After using computational approaches to merge these data, the team compared the “molecular profiles” of the participants’ tumor tissue with that of their healthy tissue.
Although they identified thousands of differences, certain findings jumped out.
For example, a protein called RB1 is known to keep cell growth in check. The gene for RB1 tends to be deleted in many cancer types, but colon tumors often have more copies of the gene than normal. Why colon cancer cells would have more of a protein that prevents cell growth has baffled scientists for years.
When the CPTAC researchers analyzed their data, an answer became clear: In these colon cancer samples, the RB1 protein was chemically modified in a way that stopped it from controlling cell growth. The data also suggested that this modified RB1 may block a type of cell suicide, called apoptosis, providing another advantage to cancer cells.
What’s more, the team found evidence that an enzyme named CDK2 was likely responsible for chemically modifying RB1. Because drugs that block CDK2 activity are already available, it’s possible that such drugs could work for people with colon cancer, the authors noted.
An Idea to Improve Immunotherapy
The investigators made another interesting finding regarding a subtype of colon cancer called microsatellite instability high (MSI-H). About 20% of people with colon cancer have MSI-H tumors.
The immunotherapy drug pembrolizumab (Keytruda) is approved by the Food and Drug Administration to treat some patients with MSI-H colon cancer, but it doesn’t work for about 60% of such patients and scientists have been trying to understand why.
The team found that, compared with tumors that were not MSI-H, some MSI-H colon tumors had higher amounts of enzymes that control glycolysis, a method that cells use to create energy. What’s more, MSI-H tumors with high levels of those enzymes had very few cancer-killing immune cells. Without immune cells in the tumor, an immunotherapy is not likely to work, Dr. Zhang explained.

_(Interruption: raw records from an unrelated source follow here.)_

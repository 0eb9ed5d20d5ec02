//! Audio assembly pipeline
//!
//! Renders one line of text with every selected speaker, one speaker at a
//! time and in list order, then stitches the takes into a single compressed
//! file. A run with `n` speakers reports `n * 3 + 1` steps when speaker names
//! are announced and `n + 1` otherwise.
//!
//! Per speaker, with name announcement:
//! 1. synthesize the speaker's display name
//! 2. write one second of silence
//! 3. synthesize the requested line
//! 4. stream-copy name, silence and line into one WAV
//!
//! Without announcement the synthesized line is the speaker's segment as is.
//! The final step encodes the single segment directly, or joins all segments
//! (with an optional silence gap between neighbours) while encoding.
//!
//! Every intermediate file is removed before `generate` returns, whatever
//! the outcome. The final encode writes to a run-private file that replaces
//! the output only on success, so a failed rerun leaves an earlier result alone.
//!
//! ffmpeg resolves relative manifest entries against the manifest's own
//! directory, so intermediates always live under an absolute work directory.

use std::path::{Path, PathBuf};
use std::sync::Arc;

use tokio_util::sync::CancellationToken;

use crate::config::LineupConfig;
use crate::error::{LineupError, Result};
use crate::ffmpeg::{AudioEncoder, ConcatManifest, EncodeInput};
use crate::models::{speaker_label, GenerationRequest};
use crate::progress::{ProgressReporter, ProgressSender};
use crate::temp::{AudioSegment, SegmentRole, TempFiles};
use crate::voicevox::VoiceEngine;
use crate::wav;

/// Pause between an announced name and the line, in seconds
pub const NAME_PAUSE_SECS: f64 = 1.0;

/// Sequential text-to-speech assembly over a [`VoiceEngine`] and an [`AudioEncoder`]
#[derive(Clone)]
pub struct AudioPipeline {
    engine: Arc<dyn VoiceEngine>,
    encoder: Arc<dyn AudioEncoder>,
    output_dir: PathBuf,
    output_extension: String,
}

impl AudioPipeline {
    pub fn new(
        config: &LineupConfig,
        engine: Arc<dyn VoiceEngine>,
        encoder: Arc<dyn AudioEncoder>,
    ) -> Self {
        Self {
            engine,
            encoder,
            output_dir: config.output_dir.clone(),
            output_extension: config.output_extension.clone(),
        }
    }

    /// Same engine and encoder, writing into `dir`
    pub fn with_output_dir(&self, dir: impl Into<PathBuf>) -> Self {
        Self {
            output_dir: dir.into(),
            ..self.clone()
        }
    }

    pub fn output_dir(&self) -> &Path {
        &self.output_dir
    }

    /// Where the final file of `request` ends up
    pub fn output_path(&self, request: &GenerationRequest) -> PathBuf {
        self.output_dir
            .join(format!("{}.{}", request.file_stem(), self.output_extension))
    }

    /// Run `request` to completion and return the path of the final file
    pub async fn generate(
        &self,
        request: &GenerationRequest,
        progress: Option<ProgressSender>,
    ) -> Result<PathBuf> {
        self.generate_cancellable(request, progress, &CancellationToken::new())
            .await
    }

    /// Like [`AudioPipeline::generate`], stopping at the next step boundary once `cancel` fires
    pub async fn generate_cancellable(
        &self,
        request: &GenerationRequest,
        progress: Option<ProgressSender>,
        cancel: &CancellationToken,
    ) -> Result<PathBuf> {
        let mut reporter = ProgressReporter::new(request.total_steps(), progress);
        let mut temp = TempFiles::new(work_dir(&self.output_dir));

        log::info!(
            "Run {}: {} speakers, prepend_name={}, interval={}s",
            temp.namespace(),
            request.speaker_ids.len(),
            request.prepend_name,
            request.interval_seconds
        );

        let result = self.run(request, &mut reporter, &mut temp, cancel).await;

        if let Err(e) = &result {
            log::error!("Run {} failed: {}", temp.namespace(), e);
            reporter.fail(format!("Error: {}", e));
        }
        temp.cleanup().await;

        if let Ok(path) = &result {
            log::info!("Run {} finished: {}", temp.namespace(), path.display());
        }
        result
    }

    async fn run(
        &self,
        request: &GenerationRequest,
        reporter: &mut ProgressReporter,
        temp: &mut TempFiles,
        cancel: &CancellationToken,
    ) -> Result<PathBuf> {
        request.validate()?;
        tokio::fs::create_dir_all(&self.output_dir).await?;

        let total = request.speaker_ids.len();
        let mut segments = Vec::with_capacity(total);
        let speakers = request.speaker_ids.iter().zip(&request.speaker_names);

        for (index, (&speaker_id, name)) in speakers.enumerate() {
            let label = speaker_label(speaker_id, name);
            let prefix = format!("[{}/{}] {}", index + 1, total, label);

            let segment = if request.prepend_name {
                check_cancelled(cancel)?;
                reporter.report(format!("{}: generating name...", prefix));
                let name = temp.reserve_segment(SegmentRole::NameAnnouncement);
                self.synthesize_to(speaker_id, &label, &name).await?;

                let pause = temp.reserve_segment(SegmentRole::Silence);
                wav::write_silent_wav(&pause.path, NAME_PAUSE_SECS).await?;

                check_cancelled(cancel)?;
                reporter.report(format!("{}: generating line...", prefix));
                let line = temp.reserve_segment(SegmentRole::SpokenText);
                self.synthesize_to(speaker_id, &request.text, &line).await?;

                check_cancelled(cancel)?;
                reporter.report(format!("{}: merging audio...", prefix));
                let manifest: ConcatManifest = [name.path, pause.path, line.path]
                    .into_iter()
                    .collect();
                let joined = temp.reserve_segment(SegmentRole::SpeakerFinal);
                let manifest_path = write_manifest(temp, &manifest).await?;
                self.encoder.concat(&manifest_path, &joined.path).await?;
                joined
            } else {
                check_cancelled(cancel)?;
                reporter.report(format!("{}: generating audio...", prefix));
                let segment = temp.reserve_segment(SegmentRole::SpeakerFinal);
                self.synthesize_to(speaker_id, &request.text, &segment).await?;
                segment
            };

            segments.push(segment);
        }

        if segments.is_empty() {
            return Err(LineupError::NoAudioProduced);
        }

        check_cancelled(cancel)?;
        let output = self.output_path(request);
        reporter.report("Merging and encoding final file...");

        let staged = temp.reserve("encoded", &self.output_extension);
        self.assemble(&segments, request.interval_seconds, &staged, temp)
            .await?;
        tokio::fs::rename(&staged, &output).await?;

        Ok(output)
    }

    /// One `audio_query` + `synthesis` round trip, written to `segment`
    async fn synthesize_to(&self, speaker_id: u32, text: &str, segment: &AudioSegment) -> Result<()> {
        let wav_bytes = self.engine.synthesize(speaker_id, text).await?;

        match wav::wav_duration(&wav_bytes) {
            Ok(seconds) => log::debug!(
                "Speaker {} {} segment: {:.2}s",
                speaker_id,
                segment.role.as_str(),
                seconds
            ),
            Err(e) => log::debug!("Could not read duration of synthesized audio: {}", e),
        }

        tokio::fs::write(&segment.path, &wav_bytes).await?;
        Ok(())
    }

    /// Encode the per-speaker segments into the final file
    async fn assemble(
        &self,
        segments: &[AudioSegment],
        interval_seconds: f64,
        output: &Path,
        temp: &mut TempFiles,
    ) -> Result<()> {
        if let [only] = segments {
            return self
                .encoder
                .encode(EncodeInput::File(&only.path), output)
                .await;
        }

        let gap = if interval_seconds > 0.0 {
            let gap = temp.reserve_segment(SegmentRole::Silence);
            wav::write_silent_wav(&gap.path, interval_seconds).await?;
            Some(gap)
        } else {
            None
        };

        let manifest = interleave(segments, gap.as_ref());
        let manifest_path = write_manifest(temp, &manifest).await?;
        self.encoder
            .encode(EncodeInput::Manifest(&manifest_path), output)
            .await
    }
}

/// Segments in order, with `gap` between every pair of neighbours
fn interleave(segments: &[AudioSegment], gap: Option<&AudioSegment>) -> ConcatManifest {
    let mut manifest = ConcatManifest::new();
    for (i, segment) in segments.iter().enumerate() {
        if i > 0 {
            if let Some(gap) = gap {
                manifest.push(gap.path.clone());
            }
        }
        manifest.push(segment.path.clone());
    }
    manifest
}

async fn write_manifest(temp: &mut TempFiles, manifest: &ConcatManifest) -> Result<PathBuf> {
    let path = temp.reserve_manifest();
    tokio::fs::write(&path, manifest.render()).await?;
    Ok(path)
}

fn check_cancelled(cancel: &CancellationToken) -> Result<()> {
    if cancel.is_cancelled() {
        Err(LineupError::Cancelled)
    } else {
        Ok(())
    }
}

/// Absolute form of `dir`, used for every intermediate file of a run
fn work_dir(dir: &Path) -> PathBuf {
    match std::path::absolute(dir) {
        Ok(absolute) => absolute,
        Err(e) => {
            log::warn!("Could not resolve {}: {}", dir.display(), e);
            dir.to_path_buf()
        }
    }
}
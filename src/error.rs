//! Error types for voice-lineup
//!
//! Every fallible operation in the crate returns [`LineupError`].

use thiserror::Error;

/// Errors raised by the library
#[derive(Debug, Error)]
pub enum LineupError {
    /// The synthesis server could not be reached or the transfer broke off
    #[error("HTTP request error: {0}")]
    Http(#[from] reqwest::Error),

    /// The synthesis server answered with something other than 200
    #[error("API error: {status} - {body}")]
    Api { status: u16, body: String },

    /// Synthesis parameters, speaker list, config or favorites were not valid JSON
    #[error("JSON error: {0}")]
    Json(#[from] serde_json::Error),

    /// Filesystem failure
    #[error("IO error: {0}")]
    Io(#[from] std::io::Error),

    /// Waveform container could not be written or read
    #[error("WAV error: {0}")]
    Wav(#[from] hound::Error),

    /// The external transcoder failed to start or exited with an error
    #[error("Tool error: {0}")]
    Tool(String),

    /// A network call or tool invocation ran past its configured bound
    #[error("{what} timed out after {seconds}s")]
    Timeout { what: String, seconds: u64 },

    /// The request itself is malformed
    #[error("Invalid request: {0}")]
    InvalidRequest(String),

    /// Nothing was synthesized, so there is nothing to assemble
    #[error("No audio files were generated")]
    NoAudioProduced,

    /// The run was cancelled between steps
    #[error("Generation was cancelled")]
    Cancelled,

    /// The configuration cannot be used
    #[error("Configuration error: {0}")]
    Configuration(String),
}

impl LineupError {
    /// Short machine-readable category, handy for front ends that map errors to UI states
    pub fn kind(&self) -> &'static str {
        match self {
            Self::Http(_) | Self::Api { .. } => "api",
            Self::Json(_) => "parse",
            Self::Io(_) | Self::Wav(_) => "io",
            Self::Tool(_) => "tool",
            Self::Timeout { .. } => "timeout",
            Self::InvalidRequest(_) | Self::NoAudioProduced => "request",
            Self::Cancelled => "cancelled",
            Self::Configuration(_) => "configuration",
        }
    }
}

/// Result type for voice-lineup
pub type Result<T> = std::result::Result<T, LineupError>;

This surprising relationship between glycolysis and immune cells raises the possibility of a new approach for patients with MSI-H colon cancer that is immunotherapy-resistant, the authors stated.
More to Explore
While the CPTAC team has found some interesting connections, there’s still a mountain of data to explore, Dr. Zhang pointed out.
This study “presents several clearly testable hypotheses and serves as a valuable colon cancer resource for further focused interrogation,” Drs. Chen and Yaffe wrote.
To enable future investigations, data from this and other CPTAC studies are available to the public for free (subject to a data use agreement), Dr. Rodriguez explained. In fact, more than 19,000 people have used the database to date.
Sharing data “allows a wider group of scientists to replicate [CPTAC’s findings] and, importantly, extend and accelerate research in unanticipated directions,” he said.
And colon cancer isn’t CPTAC’s only focus. They’ve also completed proteogenomic studies of breast, ovarian, endometrial, and kidney cancer and plan to finish studies of three additional cancer types in the coming years, Dr. Rodriguez noted.
If that seems like a lot of work, that’s because it is.
“The teamwork [within CPTAC] is what makes this happen,” Dr. Zhang emphasized. “The power of this consortium is that it brings investigators with expertise in different areas together to address challenging questions,” he added.